Addressing analytical control challenges for different plasmid DNA products
Learn how to develop an analytical control strategy for different plasmid DNA product applications with GenScript ProBio, a global CDMO in cell and gene therapy industry.
About this webinar
Plasmid DNA products are one of the most common non-viral vectors, frequently used in both in vivo and ex vivo gene therapies. As a result, they can be utilised as drug substance (DS)/drug product (DP), intermediate or starting material. Also, considering that plasmid DNA products are now used at different clinical trial stages, the quality requirements for these plasmid DNA products during manufacturing are varied, resulting in different analytical control strategies.
Analytical control strategies consist of three main parts: analytical method, specification and stability.

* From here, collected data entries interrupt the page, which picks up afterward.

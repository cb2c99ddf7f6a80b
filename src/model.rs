//! Core data-model types shared between the engine and storage backends.
//!
//! Mirrors the record shapes in the protocol's data model: add/sub chunk
//! rows, full-hash rows, per-list update cursors, and MAC keys. Hash and
//! prefix fields are plain byte buffers throughout -- never text columns --
//! so storage backends stay binary-safe.

use std::time::{SystemTime, UNIX_EPOCH};

pub type ListName = String;

/// 4-byte SHA-256 prefix of a canonical host suffix.
pub type HostKey = [u8; 4];

/// SHA-256 prefix of a canonical URL string, normally 4 bytes but the wire
/// format allows other lengths (and an empty prefix means "whole host").
pub type Prefix = Vec<u8>;

/// A complete 32-byte SHA-256 hash.
pub type FullHash = [u8; 32];

pub const DEFAULT_POLL_SECONDS: u64 = 1800;
pub const FULL_HASH_FRESHNESS_SECONDS: u64 = 45 * 60;
pub const DEFAULT_PREFIX_LEN: usize = 4;
pub const DEFAULT_REQUEST_DEADLINE_SECONDS: u64 = 60;

pub const LIST_MALWARE: &str = "goog-malware-shavar";
pub const LIST_PHISHING: &str = "googpub-phish-shavar";

pub fn now_unix() -> u64 {
    SystemTime::now()
        .duration_since(UNIX_EPOCH)
        .unwrap_or_default()
        .as_secs()
}

/// A single add-chunk record as read back from storage (one row per
/// prefix, or a single empty-prefix row for an "empty a-chunk").
#[derive(Debug, Clone, PartialEq, Eq)]
pub struct AddRow {
    pub chunknum: i32,
    pub hostkey: HostKey,
    pub prefix: Prefix,
    pub list: ListName,
}

/// A single sub-chunk record as read back from storage.
#[derive(Debug, Clone, PartialEq, Eq)]
pub struct SubRow {
    pub chunknum: i32,
    pub add_chunknum: i32,
    pub hostkey: HostKey,
    pub prefix: Prefix,
    pub list: ListName,
}

/// One decoded record from an a-chunk body, not yet attached to a list or
/// chunk number (those are supplied by the caller persisting it).
#[derive(Debug, Clone, PartialEq, Eq)]
pub struct AddChunkRecord {
    pub hostkey: HostKey,
    pub prefix: Prefix,
}

/// One decoded record from an s-chunk body.
#[derive(Debug, Clone, PartialEq, Eq)]
pub struct SubChunkRecord {
    pub hostkey: HostKey,
    pub prefix: Prefix,
    pub add_chunknum: i32,
}

#[derive(Debug, Clone, PartialEq, Eq)]
pub struct FullHashRow {
    pub list: ListName,
    pub chunknum: i32,
    pub hash: FullHash,
    pub timestamp: u64,
}

#[derive(Debug, Clone, Copy, PartialEq, Eq)]
pub struct UpdateCursor {
    pub last_update_time: u64,
    pub next_wait_seconds: u64,
    pub consecutive_errors: u32,
}

impl Default for UpdateCursor {
    fn default() -> Self {
        Self {
            last_update_time: 0,
            next_wait_seconds: DEFAULT_POLL_SECONDS,
            consecutive_errors: 0,
        }
    }
}

#[derive(Debug, Clone, PartialEq, Eq)]
pub struct MacKeys {
    pub client_key: Vec<u8>,
    pub wrapped_key: String,
}

#[derive(Debug, Clone, Copy, PartialEq, Eq)]
pub struct FullHashErrorState {
    pub errors: u32,
    pub timestamp: u64,
}

/// Which half of a chunk pair a stream entry or storage write concerns.
#[derive(Debug, Clone, Copy, PartialEq, Eq)]
pub enum ChunkKind {
    Add,
    Sub,
}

Many of the latest guidelines issued by the European Medicines Agency (EMA) and US Food and Drug Administration (FDA) try to give the answers to current best practice in the diverse applications of plasmid DNA products.
Taking into account both the regulations from EMA and FDA and ProBio’s successful Investigational New Drug (IND) filing experiences for plasmid DNA products with different applications, the challenges about how to develop an appropriate analytical control strategy will be addressed here.
Benefits of attending
- Understand the diverse applications of plasmid DNA products in the market
- Explore the latest guidelines from EMA and FDA discussing both commercial applications and clinical trial materials
- Learn the whole picture of analytical control for plasmid DNA products and discover the challenges
- Seek the current best practice from some case studies.
Lauren Lu, Senior Director of QC Dept.
Dr Lauren Lu has more than 10 years of experience in analytical method development for biomacromolecules including recombinant protein and antibodies, plasmids, peptides and viruses. She received her PhD in Analytical Chemistry from EPFL, Switzerland and then joined in GenScript as a senior scientist in 2012. She was dedicated to strengthening the capability of biologics testing platform including mass spectrometry, liquid chromatography and capillary electrophoresis to support CMC projects from 2012 – 2018 in GenScript. Between 2018 and 2020 she was in charge of Analytical Development Dept. and organised the analytical activities including method development, testing strategy, CQA definition and method qualification over 20 CMC projects. She has been responsible for Quality Control (QC) Dept. in ProBio since 2020 and is quite familiar with GMP QC lab’s management, especially in the testing platform for therapeutic biomacromolecules including mAbs, plasmids, mRNA and viruses.